The Puerto Rico Army National Guard and the Army & Air Force Exchange Service entered into settlement agreements with EPA on April 23, 2009 and March 18, 2009 respectively to resolve underground storage tank violations at their Camp Santiago Training Site in Salinas, Puerto Rico. Under the agreements, the two federal entities will together pay a $69,000 fine.  The Guard also agreed to voluntarily install a gauge to detect tank leaks automatically and to install a system costing $670,000 at Camp Santiago that recycles water used to wash vehicles in its fleet. The system is estimated to reduce water use by approximately 6% annually or 1.2 million gallons and to prevent the release of oils, grease, and other substances into the environment. The Army & Air Force Exchange Service, for their part, voluntarily agreed to develop a monitoring plan for all its tanks in use in Puerto Rico.

U.S. Virgin Islands

Kmart Corporation

On September 25, 2009, EPA Region 2 issued a Complaint, Compliance Order, and Notice of Opportunity for Hearing, against Kmart Corporation, Inc., for violations concerning the management of hazardous waste at three of its facilities in the U.S.Virgin Islands:  Kmart 26A Tutu Park Mall, St. Thomas, Kmart Sunny Isles Shopping Center, St. Croix, and Kmart Sunshine Mall Estate Cane, St. Croix. Kmart had failed to make the required hazardous waste determinations, operated without having obtained a permit or qualifying for interim status, and failed to comply with universal waste regulations.  EPA’s complaint proposes that a penalty of $124,516 be assessed against Respondent.
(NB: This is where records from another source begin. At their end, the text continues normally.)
use alloy::primitives::{Address, Bytes, B256};
use chrono::{DateTime, Utc};

/// A block with its full transaction bodies.
#[derive(Debug, Clone, PartialEq, Eq)]
pub struct Block {
    pub number: u64,
    pub hash: B256,
    pub timestamp: DateTime<Utc>,
    pub transactions: Vec<ChainTransaction>,
}

#[derive(Debug, Clone, PartialEq, Eq)]
pub struct ChainTransaction {
    pub hash: B256,
    pub from: Address,
    /// `None` for contract creation.
    pub to: Option<Address>,
    pub input: Bytes,
}

/// A log entry from a transaction receipt.
#[derive(Debug, Clone, PartialEq, Eq)]
pub struct ChainLog {
    pub address: Address,
    pub topics: Vec<B256>,
    pub data: Bytes,
    pub log_index: u64,
    pub tx_hash: B256,
}
use thiserror::Error;

use crate::db::StoreError;
use crate::ingestion::ledger_reader::ReaderError;

/// Failures that abort a pipeline cycle.
///
/// Everything else (undecodable transactions, copy rejections, failed
/// submissions) is handled inside the cycle and never surfaces here.
#[derive(Debug, Error)]
pub enum PipelineError {
    #[error("chain read failed: {0}")]
    Chain(#[from] ReaderError),

    #[error("persistence failure: {0}")]
    PersistenceFailure(#[from] StoreError),
}

impl PipelineError {
    /// Only exhausted endpoints and failed persistence warrant paging an operator.
    pub fn is_alerting(&self) -> bool {
        match self {
            PipelineError::Chain(e) => e.is_node_unavailable(),
            PipelineError::PersistenceFailure(_) => true,
        }
    }
}
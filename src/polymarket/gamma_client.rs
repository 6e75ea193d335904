use std::collections::HashMap;
use std::str::FromStr;
use std::time::{Duration, Instant};

use async_trait::async_trait;
use reqwest::Client;
use rust_decimal::Decimal;
use serde::Deserialize;
use tokio::sync::Mutex;

use super::market_data::{MarketData, MarketDataError, MarketSnapshot};

pub const GAMMA_API_BASE: &str = "https://gamma-api.polymarket.com";

/// Quotes move; metadata does not. Cached snapshots are reused for this long.
const CACHE_TTL: Duration = Duration::from_secs(5);

#[derive(Debug, Clone, Deserialize)]
pub struct GammaMarket {
    #[serde(alias = "conditionId")]
    pub condition_id: String,
    #[serde(default)]
    pub question: String,
    /// JSON array string of outcome labels, e.g. `["Yes","No"]`.
    #[serde(default)]
    pub outcomes: Option<String>,
    /// JSON array string of prices aligned with `outcomes`.
    #[serde(default, alias = "outcomePrices")]
    pub outcome_prices: Option<String>,
    /// JSON array string of ERC-1155 token ids aligned with `outcomes`.
    #[serde(default, alias = "clobTokenIds")]
    pub clob_token_ids: Option<String>,
}

fn parse_string_array(raw: Option<&str>) -> Vec<String> {
    raw.and_then(|s| serde_json::from_str::<Vec<String>>(s).ok())
        .unwrap_or_default()
}

impl GammaMarket {
    pub fn parse_token_ids(&self) -> Vec<String> {
        parse_string_array(self.clob_token_ids.as_deref())
    }

    pub fn parse_outcomes(&self) -> Vec<String> {
        parse_string_array(self.outcomes.as_deref())
    }

    pub fn parse_prices(&self) -> Vec<Decimal> {
        parse_string_array(self.outcome_prices.as_deref())
            .iter()
            .filter_map(|p| Decimal::from_str(p).ok())
            .collect()
    }

    /// Build the snapshot for one of this market's tokens.
    pub fn snapshot_for(&self, token_id: &str) -> Result<MarketSnapshot, MarketDataError> {
        let index = self
            .parse_token_ids()
            .iter()
            .position(|t| t == token_id)
            .ok_or_else(|| MarketDataError::NotFound(token_id.to_string()))?;

        let current_price = self.parse_prices().get(index).copied().ok_or_else(|| {
            MarketDataError::Unavailable(format!("no price for outcome {index} of {token_id}"))
        })?;

        Ok(MarketSnapshot {
            market_id: token_id.to_string(),
            condition_id: self.condition_id.clone(),
            question: self.question.clone(),
            outcomes: self.parse_outcomes(),
            outcome_index: u32::try_from(index).ok(),
            current_price,
        })
    }
}

/// Snapshots keyed by token id. Expired entries are pruned on every insert,
/// so the map never holds more than the tokens seen within one TTL.
#[derive(Debug, Default)]
struct SnapshotCache {
    entries: HashMap<String, (Instant, MarketSnapshot)>,
}

impl SnapshotCache {
    fn get(&self, token_id: &str, now: Instant) -> Option<MarketSnapshot> {
        self.entries
            .get(token_id)
            .filter(|(at, _)| now.saturating_duration_since(*at) < CACHE_TTL)
            .map(|(_, snap)| snap.clone())
    }

    fn insert(&mut self, token_id: &str, snapshot: MarketSnapshot, now: Instant) {
        self.entries
            .retain(|_, (at, _)| now.saturating_duration_since(*at) < CACHE_TTL);
        self.entries.insert(token_id.to_string(), (now, snapshot));
    }

    fn len(&self) -> usize {
        self.entries.len()
    }
}

/// `MarketData` backed by the public Gamma API.
#[derive(Debug)]
pub struct GammaMarketData {
    http: Client,
    base_url: String,
    cache: Mutex<SnapshotCache>,
}

impl GammaMarketData {
    pub fn new(base_url: impl Into<String>, timeout: Duration) -> Result<Self, reqwest::Error> {
        Ok(Self {
            http: Client::builder().timeout(timeout).build()?,
            base_url: base_url.into(),
            cache: Mutex::new(SnapshotCache::default()),
        })
    }

    async fn fetch(&self, token_id: &str) -> Result<Vec<GammaMarket>, reqwest::Error> {
        let url = format!("{}/markets", self.base_url.trim_end_matches('/'));
        self.http
            .get(&url)
            .query(&[("clob_token_ids", token_id)])
            .send()
            .await?
            .error_for_status()?
            .json()
            .await
    }
}

#[async_trait]
impl MarketData for GammaMarketData {
    async fn snapshot(&self, market_id: &str) -> Result<MarketSnapshot, MarketDataError> {
        if let Some(snap) = self.cache.lock().await.get(market_id, Instant::now()) {
            return Ok(snap);
        }

        let markets = self.fetch(market_id).await.map_err(|e| {
            if e.status().is_some_and(|s| s.as_u16() == 404) {
                MarketDataError::NotFound(market_id.to_string())
            } else {
                MarketDataError::Unavailable(e.to_string())
            }
        })?;

        let snapshot = markets
            .iter()
            .find_map(|m| m.snapshot_for(market_id).ok())
            .ok_or_else(|| MarketDataError::NotFound(market_id.to_string()))?;

        tracing::debug!(
            market_id,
            outcome_index = ?snapshot.outcome_index,
            price = %snapshot.current_price,
            "Fetched market snapshot"
        );

        let mut cache = self.cache.lock().await;
        cache.insert(market_id, snapshot.clone(), Instant::now());
        tracing::trace!(cached = cache.len(), "Market snapshot cached");

        Ok(snapshot)
    }
}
Kmart must also comply with the provisions of the Compliance Order to address the management of hazardous waste at its three facilities. 

ESSO Virgin Islands

Esso Virgin Islands, located in St. Thomas, U.S. Virgin Islands, is a bulk fuel dealer with a total storage capacity of 2,050,000 gallons.  An SPCC inspection conducted at the Respondent’s facility on August 29, 2008 determined the Respondent failed to prepare an adequate SPCC Plan for the facility and failed to seal cracks and holes in areas requiring secondary containment.  A discharge would likely impact the waters, vegetation and adjoining shoreline of Krum Bay and the Caribbean Sea.  EPA proposed an Expedited Settlement Agreement which was accepted by all parties on June 17, 2009.  Respondent has paid a penalty of $1,200 and certified all violations have been corrected.